I don't understand why people create these webpages just re-explaining stuff that can be read in a book, lecture notes (usually available freely online), or wikipedia. It just adds more noise to the internet. Is it a kind of marketing thing to show their customers that they know what they are doing?
There's value in explaining things in a different/more understandable way. Wikipedia articles and book chapters on statistics can be hard to understand.
Yes it's a form of marketing called inbound marketing. Create content that attracts people (blog posts) and then turn them into leads by getting them to put their email in for more info, etc.
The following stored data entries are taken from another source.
//! Strategy system
//!
//! Everything between "which strategies exist" and "how big is the trade":
//!
//! ## Catalog
//! - `types` - Risk tiers, strategy classification, the `Strategy` record
//! - `catalog` - Read-only registry of absorbed strategies
//!
//! ## Decision
//! - `selector` - Risk/asset filtering and ranking per pilot
//! - `admission` - Pluggable gate deciding whether a strategy fires
//! - `sizing` - Risk-scaled position sizing
//! - `randomization` - Seeded randomness shared by the engine

// Shared types
pub mod types;

// Catalog
pub mod catalog;

// Decision
pub mod admission;
pub mod randomization;
pub mod selector;
pub mod sizing;

// Re-exports
pub use admission::{
    admission_probability, FixedSignalEvaluator, ProbabilisticSignalEvaluator, SignalDecision,
    SignalEvaluator,
};
pub use catalog::StrategyCatalog;
pub use randomization::{RandomizationConfig, Randomizer};
pub use selector::select_strategies_for_pilot;
pub use sizing::{PositionSizer, PositionSizingConfig, SizeExplanation, SizingContext};
pub use types::*;
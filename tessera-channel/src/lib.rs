//! A bounded MPMC blocking queue with cooperative cancellation.
//!
//! [`BlockingQueue`] is a fixed-capacity ring buffer shared between any
//! number of producers and consumers. Producers block while it is full,
//! consumers block while it is empty, and every blocking call is bounded by a
//! [`Token`] carrying a deadline and a cancel switch.
//!
//! # Architecture
//!
//! ```text
//!   enqueue(token, v)                          dequeue(token)
//!          │                                         │
//!          ▼                                         ▼
//!   free.acquire(token) ──┐                ┌── filled.acquire(token)
//!          │  (may park)  │                │  (may park)  │
//!          ▼              │                │              ▼
//!   ring.write()          │                │       ring.write()
//!   token.check()?  ──────┼─ on error: ────┼────── token.check()?
//!   slots[tail] = v       │  release the   │       v = slots[head].take()
//!          │              │  permit taken  │              │
//!          ▼              │                │              ▼
//!   filled.release() ─────┘                └────── free.release()
//! ```
//!
//! The ring lock is held only for slot bookkeeping, never across a park.
//!
//! # Cancellation
//!
//! A token is done once its deadline passes or [`Token::cancel`] is called;
//! both surface as an [`Interrupted`] value. Cancelling wakes every thread
//! parked on that token right away. A cancelled operation leaves the queue
//! exactly as it found it, including the permit counts, so capacity never
//! leaks.
//!
//! There is no "full" or "empty" error. For a non-blocking attempt pass an
//! already-expired token:
//!
//! ```
//! use std::time::Duration;
//! use tessera_channel::{BlockingQueue, Interrupted, Token};
//!
//! let queue = BlockingQueue::new(1);
//! let now = Token::with_timeout(Duration::ZERO);
//!
//! queue.enqueue(&Token::background(), 'a').unwrap();
//!
//! let err = queue.enqueue(&now, 'b').unwrap_err();
//! assert_eq!(err.cause, Interrupted::DeadlineExceeded);
//! assert_eq!(err.into_inner(), 'b');
//! assert_eq!(queue.as_slice(), vec!['a']);
//! ```
//!
//! # Feature Flags
//!
//! - `tracing` (default) - emit `debug!` when an interrupted operation returns
//!   its permit and `trace!` for slot bookkeeping

#![warn(missing_docs)]

pub mod error;
pub mod queue;
pub mod semaphore;
pub mod token;

pub use error::{EnqueueError, Interrupted};
pub use queue::BlockingQueue;
pub use semaphore::Semaphore;
pub use token::Token;
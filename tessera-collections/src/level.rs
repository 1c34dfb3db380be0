//! Random level assignment for skip list nodes.
//!
//! Levels follow a geometric distribution truncated at [`MAX_LEVEL`]: every
//! node gets level 1, and each further promotion happens with probability
//! [`FACTOR_P`]. With `p = 0.25` and 32 levels the list addresses about
//! 2^64 elements while a node carries ~1.33 links on average.
//!
//! The draw counts trailing one bits of a uniform `u64`. Two trailing ones
//! occur with probability 1/4, so one promotion is granted per pair:
//!
//! ```text
//! ...xxxx0   -> level 1   (p = 3/4)
//! ...xx0 11  -> level 2   (p = 3/16)
//! ..0 11 11  -> level 3   (p = 3/64)
//! ```

use rand_core::RngCore;

/// Maximum number of levels a node can participate in.
pub const MAX_LEVEL: usize = 32;

/// Probability that a node at level `i` is promoted to level `i + 1`.
pub const FACTOR_P: f64 = 0.25;

/// Trailing one bits consumed per promotion: `log2(1 / FACTOR_P)`.
const BITS_PER_PROMOTION: u32 = 2;

/// Draws node levels from a caller-supplied random source.
///
/// The generator owns its RNG, so two lists never share random state and a
/// fixed seed reproduces the exact level sequence.
///
/// # Example
///
/// ```
/// use rand::SeedableRng;
/// use rand::rngs::SmallRng;
/// use tessera_collections::level::{LevelGenerator, MAX_LEVEL};
///
/// let mut a = LevelGenerator::new(SmallRng::seed_from_u64(7));
/// let mut b = LevelGenerator::new(SmallRng::seed_from_u64(7));
///
/// for _ in 0..100 {
///     let level = a.next_level();
///     assert!((1..=MAX_LEVEL).contains(&level));
///     assert_eq!(level, b.next_level());
/// }
/// ```
#[derive(Debug, Clone)]
pub struct LevelGenerator<R> {
    rng: R,
}

impl<R: RngCore> LevelGenerator<R> {
    /// Creates a generator drawing from `rng`.
    pub fn new(rng: R) -> Self {
        Self { rng }
    }

    /// Returns a level in `[1, MAX_LEVEL]`.
    #[inline]
    pub fn next_level(&mut self) -> usize {
        let promotions = self.rng.next_u64().trailing_ones() / BITS_PER_PROMOTION;
        (promotions as usize + 1).min(MAX_LEVEL)
    }

    /// Consumes the generator, returning the random source.
    pub fn into_inner(self) -> R {
        self.rng
    }
}
//! Operation tokens carrying a deadline and a cancellation signal.
//!
//! A [`Token`] is handed to every blocking call. The call consults it at its
//! suspension points and gives up with [`Interrupted`] once the token is done.
//!
//! Threads blocked on a token register their [`Unparker`] with it, so
//! [`Token::cancel`] wakes them immediately instead of waiting for a deadline
//! that may never come:
//!
//! ```text
//! Waiter:                          Canceller:
//! ─────────────────────            ─────────────────────
//! watch(unparker)   [lock]
//! check() -> Ok                    store(cancelled, true)
//! park()                           [lock] unpark every watcher
//! check() -> Cancelled
//! ```
//!
//! Registration and the unpark sweep share a lock, so a waiter either sees
//! the flag on its check or is in the list when the sweep runs.

use std::sync::Arc;
use std::sync::atomic::{AtomicBool, AtomicU64, Ordering};
use std::time::{Duration, Instant};

use crossbeam_utils::sync::Unparker;
use parking_lot::Mutex;

use crate::error::Interrupted;

struct Inner {
    deadline: Option<Instant>,
    cancelled: AtomicBool,
    next_watch: AtomicU64,
    watchers: Mutex<Vec<(u64, Unparker)>>,
}

/// Deadline and cancellation carrier for blocking operations.
///
/// Cloning is cheap and every clone observes the same cancellation.
///
/// # Example
///
/// ```
/// use std::time::Duration;
/// use tessera_channel::{Interrupted, Token};
///
/// let token = Token::with_timeout(Duration::from_secs(1));
/// assert_eq!(token.check(), Ok(()));
///
/// let shared = token.clone();
/// shared.cancel();
/// assert_eq!(token.check(), Err(Interrupted::Cancelled));
///
/// // A zero timeout is already expired: use it for non-blocking attempts.
/// let now = Token::with_timeout(Duration::ZERO);
/// assert_eq!(now.check(), Err(Interrupted::DeadlineExceeded));
/// ```
#[derive(Clone)]
pub struct Token {
    inner: Arc<Inner>,
}

impl Token {
    fn from_deadline(deadline: Option<Instant>) -> Self {
        Self {
            inner: Arc::new(Inner {
                deadline,
                cancelled: AtomicBool::new(false),
                next_watch: AtomicU64::new(0),
                watchers: Mutex::new(Vec::new()),
            }),
        }
    }

    /// Creates a token with no deadline. It is done only once cancelled.
    pub fn background() -> Self {
        Self::from_deadline(None)
    }

    /// Creates a token that expires at `deadline`.
    pub fn with_deadline(deadline: Instant) -> Self {
        Self::from_deadline(Some(deadline))
    }

    /// Creates a token that expires `timeout` from now.
    ///
    /// A timeout too large to represent is treated as no deadline.
    pub fn with_timeout(timeout: Duration) -> Self {
        Self::from_deadline(Instant::now().checked_add(timeout))
    }

    /// Returns the deadline, if any.
    #[inline]
    pub fn deadline(&self) -> Option<Instant> {
        self.inner.deadline
    }

    /// Cancels the token and wakes every thread blocked on it.
    ///
    /// Idempotent.
    pub fn cancel(&self) {
        self.inner.cancelled.store(true, Ordering::SeqCst);

        let watchers = self.inner.watchers.lock();
        for (_, unparker) in watchers.iter() {
            unparker.unpark();
        }
    }

    /// Returns `Ok(())` while the token is live.
    ///
    /// # Errors
    ///
    /// [`Interrupted::Cancelled`] once cancelled, otherwise
    /// [`Interrupted::DeadlineExceeded`] once the deadline has passed.
    /// Cancellation wins when both hold.
    pub fn check(&self) -> Result<(), Interrupted> {
        if self.inner.cancelled.load(Ordering::SeqCst) {
            return Err(Interrupted::Cancelled);
        }
        match self.inner.deadline {
            Some(deadline) if Instant::now() >= deadline => Err(Interrupted::DeadlineExceeded),
            _ => Ok(()),
        }
    }

    /// Returns `true` once the token is cancelled or expired.
    #[inline]
    pub fn is_done(&self) -> bool {
        self.check().is_err()
    }

    /// Registers `unparker` to be woken by [`cancel`](Self::cancel) until the
    /// returned guard is dropped.
    pub(crate) fn watch(&self, unparker: &Unparker) -> Watch<'_> {
        let id = self.inner.next_watch.fetch_add(1, Ordering::Relaxed);
        self.inner.watchers.lock().push((id, unparker.clone()));
        Watch { token: self, id }
    }
}

impl Default for Token {
    fn default() -> Self {
        Self::background()
    }
}

impl core::fmt::Debug for Token {
    fn fmt(&self, f: &mut core::fmt::Formatter<'_>) -> core::fmt::Result {
        f.debug_struct("Token")
            .field("deadline", &self.inner.deadline)
            .field("cancelled", &self.inner.cancelled.load(Ordering::Relaxed))
            .finish_non_exhaustive()
    }
}

/// Deregisters a watcher on drop.
pub(crate) struct Watch<'a> {
    token: &'a Token,
    id: u64,
}

impl Drop for Watch<'_> {
    fn drop(&mut self) {
        let mut watchers = self.token.inner.watchers.lock();
        if let Some(pos) = watchers.iter().position(|(id, _)| *id == self.id) {
            watchers.swap_remove(pos);
        }
    }
}
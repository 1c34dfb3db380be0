//! Skip list - a probabilistic sorted multiset over a node arena.
//!
//! A skip list provides O(log n) expected time for search, insert and
//! removal with no rebalancing: each node is linked into a random number of
//! levels, and higher levels act as express lanes during search.
//!
//! # Design
//!
//! Nodes live in a [`slab::Slab`] and link to each other by slab key. The head
//! sentinel is key `0`; it carries no value and owns [`MAX_LEVEL`] links.
//! Relinking a node at several levels is a set of key writes.
//!
//! ```text
//! Level 2:  HEAD ─────────────────────► 5 ───────────────────► NIL
//!             │                          │
//! Level 1:  HEAD ─────────► 2 ──────────► 5 ──────────► 7 ────► NIL
//!             │             │             │             │
//! Level 0:  HEAD ──► 1 ──► 2 ──► 3 ──► 5 ──► 6 ──► 7 ──► 9 ──► NIL
//! ```
//!
//! Ordering comes from a caller-supplied comparison function rather than an
//! `Ord` bound, and equal values may appear more than once.
//!
//! # Example
//!
//! ```
//! use rand::SeedableRng;
//! use rand::rngs::SmallRng;
//! use tessera_collections::SkipList;
//!
//! let mut list = SkipList::new(|a: &i32, b: &i32| a.cmp(b), SmallRng::seed_from_u64(1));
//!
//! for v in [1, 3, 5, 6, 7, 2, 9] {
//!     list.insert(v);
//! }
//!
//! assert_eq!(list.as_slice(), vec![1, 2, 3, 5, 6, 7, 9]);
//! assert!(list.search(&2));
//! assert!(!list.search(&10));
//! assert_eq!(list.get(0), Ok(&1));
//! assert_eq!(list.peek(), Ok(&1));
//! ```

use core::cmp::Ordering;
use core::fmt;

use rand_core::RngCore;
use slab::Slab;

use crate::error::{Empty, OutOfRange, check_index};
use crate::level::{LevelGenerator, MAX_LEVEL};

/// Key of the head sentinel. Allocated at construction, never freed.
const HEAD: usize = 0;

/// Link value meaning "no next node".
const NIL: usize = usize::MAX;

/// Skip list ordered by `Ord`.
pub type OrdSkipList<T, R> = SkipList<T, fn(&T, &T) -> Ordering, R>;

// ============================================================================
// SkipNode
// ============================================================================

/// A node holding one value and its forward links.
///
/// `forward[i]` is the next node at level `i`. The node participates in
/// levels `0..forward.len()`.
struct SkipNode<T> {
    /// `None` only for the head sentinel.
    value: Option<T>,
    forward: Box<[usize]>,
}

impl<T> SkipNode<T> {
    fn head() -> Self {
        Self {
            value: None,
            forward: vec![NIL; MAX_LEVEL].into_boxed_slice(),
        }
    }

    fn new(value: T, level: usize) -> Self {
        Self {
            value: Some(value),
            forward: vec![NIL; level].into_boxed_slice(),
        }
    }
}

// ============================================================================
// SkipList
// ============================================================================

/// A probabilistic sorted multiset.
///
/// # Type Parameters
///
/// - `T`: element type
/// - `C`: comparison function, `Fn(&T, &T) -> Ordering`, must be a total order
/// - `R`: random source for level assignment
///
/// The list has no internal synchronization. Callers that share it across
/// threads must wrap it in a lock.
pub struct SkipList<T, C, R> {
    nodes: Slab<SkipNode<T>>,
    /// Number of levels in use, `1..=MAX_LEVEL`.
    level: usize,
    len: usize,
    compare: C,
    levels: LevelGenerator<R>,
}

impl<T, C, R> SkipList<T, C, R>
where
    C: Fn(&T, &T) -> Ordering,
    R: RngCore,
{
    /// Creates an empty skip list.
    pub fn new(compare: C, rng: R) -> Self {
        Self::with_level_generator(compare, LevelGenerator::new(rng))
    }

    /// Creates an empty skip list drawing node levels from `levels`.
    pub fn with_level_generator(compare: C, levels: LevelGenerator<R>) -> Self {
        let mut nodes = Slab::new();
        let head = nodes.insert(SkipNode::head());
        debug_assert_eq!(head, HEAD);

        Self {
            nodes,
            level: 1,
            len: 0,
            compare,
            levels,
        }
    }

    /// Creates a skip list holding every element of `iter`.
    ///
    /// ```
    /// use rand::SeedableRng;
    /// use rand::rngs::SmallRng;
    /// use tessera_collections::SkipList;
    ///
    /// let list = SkipList::from_iter_with(
    ///     [3, 1, 2],
    ///     |a: &u8, b: &u8| b.cmp(a),
    ///     SmallRng::seed_from_u64(1),
    /// );
    /// assert_eq!(list.as_slice(), vec![3, 2, 1]);
    /// ```
    pub fn from_iter_with<I>(iter: I, compare: C, rng: R) -> Self
    where
        I: IntoIterator<Item = T>,
    {
        let mut list = Self::new(compare, rng);
        list.extend(iter);
        list
    }

    /// Returns the number of elements.
    #[inline]
    pub fn len(&self) -> usize {
        self.len
    }

    /// Returns the capacity, which is always the length: the list is unbounded.
    #[inline]
    pub fn cap(&self) -> usize {
        self.len
    }

    /// Returns `true` if the list holds no elements.
    #[inline]
    pub fn is_empty(&self) -> bool {
        self.len == 0
    }

    /// Returns the number of levels currently in use.
    #[inline]
    pub fn level(&self) -> usize {
        self.level
    }

    /// Returns the element at rank `index` in sorted order.
    ///
    /// Walks the base level, so this is O(index).
    ///
    /// # Errors
    ///
    /// [`OutOfRange`] when `index < 0` or `index >= len`.
    pub fn get(&self, index: isize) -> Result<&T, OutOfRange> {
        let rank = check_index(index, self.len)?;

        let mut current = self.next(HEAD, 0);
        for _ in 0..rank {
            current = self.next(current, 0);
        }
        Ok(self.value(current))
    }

    /// Returns `true` if an element comparing equal to `value` is present.
    pub fn search(&self, value: &T) -> bool {
        let mut update = [HEAD; MAX_LEVEL];
        let pred = self.traverse(value, &mut update);
        self.is_match(self.next(pred, 0), value)
    }

    /// Returns the smallest element.
    ///
    /// # Errors
    ///
    /// [`Empty`] when the list holds no elements.
    pub fn peek(&self) -> Result<&T, Empty> {
        let first = self.next(HEAD, 0);
        if first == NIL {
            return Err(Empty);
        }
        Ok(self.value(first))
    }

    /// Inserts `value`. Always succeeds.
    ///
    /// A value equal to existing elements is placed before them. The relative
    /// order of equal elements is not meaningful.
    pub fn insert(&mut self, value: T) {
        // Slots at or above the current level already point at head, which
        // is the predecessor for any level the new node opens.
        let mut update = [HEAD; MAX_LEVEL];
        self.traverse(&value, &mut update);

        let level = self.levels.next_level();
        if level > self.level {
            #[cfg(feature = "tracing")]
            tracing::trace!(from = self.level, to = level, "skip list level raised");
            self.level = level;
        }

        let idx = self.nodes.insert(SkipNode::new(value, level));

        for (i, &pred) in update.iter().enumerate().take(level) {
            let succ = self.next(pred, i);
            self.node_mut(idx).forward[i] = succ;
            self.node_mut(pred).forward[i] = idx;
        }

        self.len += 1;
    }

    /// Removes one element equal to `target`.
    ///
    /// Returns `true` whether or not a matching element existed: an absent
    /// target leaves the list untouched and still reports `true`. Compare
    /// [`len`](Self::len) before and after, or call [`search`](Self::search)
    /// first, to tell the two apart.
    pub fn delete_element(&mut self, target: &T) -> bool {
        let mut update = [HEAD; MAX_LEVEL];
        let pred = self.traverse(target, &mut update);

        let idx = self.next(pred, 0);
        if !self.is_match(idx, target) {
            return true;
        }

        for (i, &pred) in update.iter().enumerate().take(self.level) {
            if self.next(pred, i) != idx {
                break;
            }
            let succ = self.next(idx, i);
            self.node_mut(pred).forward[i] = succ;
        }

        self.nodes.remove(idx);
        self.shrink_level();
        self.len -= 1;
        true
    }

    /// Removes all elements.
    pub fn clear(&mut self) {
        self.nodes.clear();
        let head = self.nodes.insert(SkipNode::head());
        debug_assert_eq!(head, HEAD);

        self.level = 1;
        self.len = 0;
    }

    /// Returns an iterator over the elements in ascending order.
    #[inline]
    pub fn iter(&self) -> Iter<'_, T> {
        Iter {
            nodes: &self.nodes,
            current: self.next(HEAD, 0),
            remaining: self.len,
        }
    }

    /// Copies the elements, in ascending order and with duplicates, into a `Vec`.
    pub fn as_slice(&self) -> Vec<T>
    where
        T: Clone,
    {
        self.iter().cloned().collect()
    }

    // ========================================================================
    // Internal helpers
    // ========================================================================

    #[inline]
    fn node(&self, idx: usize) -> &SkipNode<T> {
        self.nodes.get(idx).expect("dangling skip list key")
    }

    #[inline]
    fn node_mut(&mut self, idx: usize) -> &mut SkipNode<T> {
        self.nodes.get_mut(idx).expect("dangling skip list key")
    }

    #[inline]
    fn next(&self, idx: usize, level: usize) -> usize {
        self.node(idx).forward[level]
    }

    #[inline]
    fn value(&self, idx: usize) -> &T {
        self.node(idx)
            .value
            .as_ref()
            .expect("head sentinel has no value")
    }

    /// `true` if `idx` is a real node comparing equal to `target`.
    #[inline]
    fn is_match(&self, idx: usize, target: &T) -> bool {
        idx != NIL && (self.compare)(self.value(idx), target) == Ordering::Equal
    }

    /// Descends from the top level, recording in `update[i]` the last node at
    /// level `i` whose value is strictly less than `target`.
    ///
    /// Returns `update[0]`.
    fn traverse(&self, target: &T, update: &mut [usize; MAX_LEVEL]) -> usize {
        let mut current = HEAD;

        for i in (0..self.level).rev() {
            let mut next = self.next(current, i);
            while next != NIL && (self.compare)(self.value(next), target) == Ordering::Less {
                current = next;
                next = self.next(current, i);
            }
            update[i] = current;
        }

        current
    }

    /// Drops empty top levels, keeping at least one.
    fn shrink_level(&mut self) {
        #[cfg(feature = "tracing")]
        let before = self.level;

        while self.level > 1 && self.next(HEAD, self.level - 1) == NIL {
            self.level -= 1;
        }

        #[cfg(feature = "tracing")]
        if self.level != before {
            tracing::trace!(from = before, to = self.level, "skip list level lowered");
        }
    }
}

impl<T: Ord, R: RngCore> SkipList<T, fn(&T, &T) -> Ordering, R> {
    /// Creates an empty skip list ordered by `T`'s `Ord` impl.
    ///
    /// ```
    /// use rand::SeedableRng;
    /// use rand::rngs::SmallRng;
    /// use tessera_collections::OrdSkipList;
    ///
    /// let mut list: OrdSkipList<&str, _> = OrdSkipList::ordered(SmallRng::seed_from_u64(1));
    /// list.insert("b");
    /// list.insert("a");
    /// assert_eq!(list.peek(), Ok(&"a"));
    /// ```
    pub fn ordered(rng: R) -> Self {
        Self::new(T::cmp, rng)
    }
}

impl<T, C, R> Extend<T> for SkipList<T, C, R>
where
    C: Fn(&T, &T) -> Ordering,
    R: RngCore,
{
    fn extend<I: IntoIterator<Item = T>>(&mut self, iter: I) {
        for value in iter {
            self.insert(value);
        }
    }
}

impl<'a, T, C, R> IntoIterator for &'a SkipList<T, C, R>
where
    C: Fn(&T, &T) -> Ordering,
    R: RngCore,
{
    type Item = &'a T;
    type IntoIter = Iter<'a, T>;

    fn into_iter(self) -> Self::IntoIter {
        self.iter()
    }
}

impl<T, C, R> fmt::Debug for SkipList<T, C, R>
where
    T: fmt::Debug,
    C: Fn(&T, &T) -> Ordering,
    R: RngCore,
{
    fn fmt(&self, f: &mut fmt::Formatter<'_>) -> fmt::Result {
        f.debug_list().entries(self.iter()).finish()
    }
}

// ============================================================================
// Iterator
// ============================================================================

/// An iterator over the elements of a [`SkipList`] in ascending order.
pub struct Iter<'a, T> {
    nodes: &'a Slab<SkipNode<T>>,
    current: usize,
    remaining: usize,
}

impl<'a, T> Iterator for Iter<'a, T> {
    type Item = &'a T;

    fn next(&mut self) -> Option<Self::Item> {
        if self.current == NIL {
            return None;
        }
        let node = self.nodes.get(self.current).expect("dangling skip list key");
        self.current = node.forward[0];
        self.remaining -= 1;
        node.value.as_ref()
    }

    fn size_hint(&self) -> (usize, Option<usize>) {
        (self.remaining, Some(self.remaining))
    }
}

impl<T> ExactSizeIterator for Iter<'_, T> {}
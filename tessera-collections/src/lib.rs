//! Sorted collections over a slab-backed node arena.
//!
//! The centrepiece is [`SkipList`], a probabilistic sorted multiset ordered by
//! a caller-supplied comparison function. Its nodes live in a
//! [`slab::Slab`] and link to each other by slab key, so multi-level
//! relinking is a handful of index writes with no aliased references.
//!
//! # Quick Start
//!
//! ```
//! use rand::SeedableRng;
//! use rand::rngs::SmallRng;
//! use tessera_collections::{Empty, OrdSkipList, OutOfRange};
//!
//! // The random source is explicit: a fixed seed gives a reproducible shape.
//! let mut list: OrdSkipList<u32, _> = OrdSkipList::ordered(SmallRng::seed_from_u64(42));
//!
//! assert_eq!(list.peek(), Err(Empty));
//!
//! list.extend([30, 10, 20, 10]);
//! assert_eq!(list.as_slice(), vec![10, 10, 20, 30]);
//!
//! assert_eq!(list.get(2), Ok(&20));
//! assert_eq!(list.get(4), Err(OutOfRange { index: 4, len: 4 }));
//!
//! assert!(list.delete_element(&10));
//! assert_eq!(list.len(), 3);
//! ```
//!
//! # Deleting absent values
//!
//! [`SkipList::delete_element`] returns `true` even when nothing matched.
//! Use [`SkipList::search`] or compare [`SkipList::len`] to detect a miss.
//!
//! # Error Vocabulary
//!
//! | Error | Raised by | Carries |
//! |-------|-----------|---------|
//! | [`OutOfRange`] | positional access | attempted index, length |
//! | [`Empty`] | [`SkipList::peek`] | nothing |
//!
//! # Feature Flags
//!
//! - `tracing` (default) - emit `trace!` events when the level count changes

#![warn(missing_docs)]

pub mod error;
pub mod level;
pub mod skiplist;

pub use error::{Empty, OutOfRange, check_index};
pub use level::{FACTOR_P, LevelGenerator, MAX_LEVEL};
pub use skiplist::{Iter, OrdSkipList, SkipList};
PCA is a statistical model -- the simplest factor model there is. It deals with variances and covariances in datasets. It returns a transformed dataset that's linearly related to the original one but has the first variable with the highest variance and so on.
SVD is a matrix decomposition. It generalizes the idea of representing a linear transformation (with same dimensions in domain and codomain) in the basis of its eigenvalues, which gives a diagonal matrix representation and a formula like A = V'DV.
SVD is like this, but for rectangular matrices. So you have two matrices to diagonalize: A = U'DV.
That SVD even performs PCA as noted in the algorithms is a theorem, albeit simple one usually given as an exercise. But hey, even OLS regression can be programmed with SVD if you want to.
I actually touch on the relation to whitening toward the bottom of the article. You can whiten your dataset from the left singular matrix U which is directly related to PCs. Thanks for reading!
"Because vectors are typically written horizontally, we transpose the vectors to write them vertically".
Is there a typo in this sentence or is to just too early in the morning for me to read this?
No typo there. When we talk about vectors we mean "column vector". As it's easier to read horizontally (and takes less place in a paper), most of the time we write x^T = {a, b, c} rather than writing them in a column shape.
And here is another interesting connection between PCA and ridge regression: https://stats.stackexchange.com/questions/81395/relationship...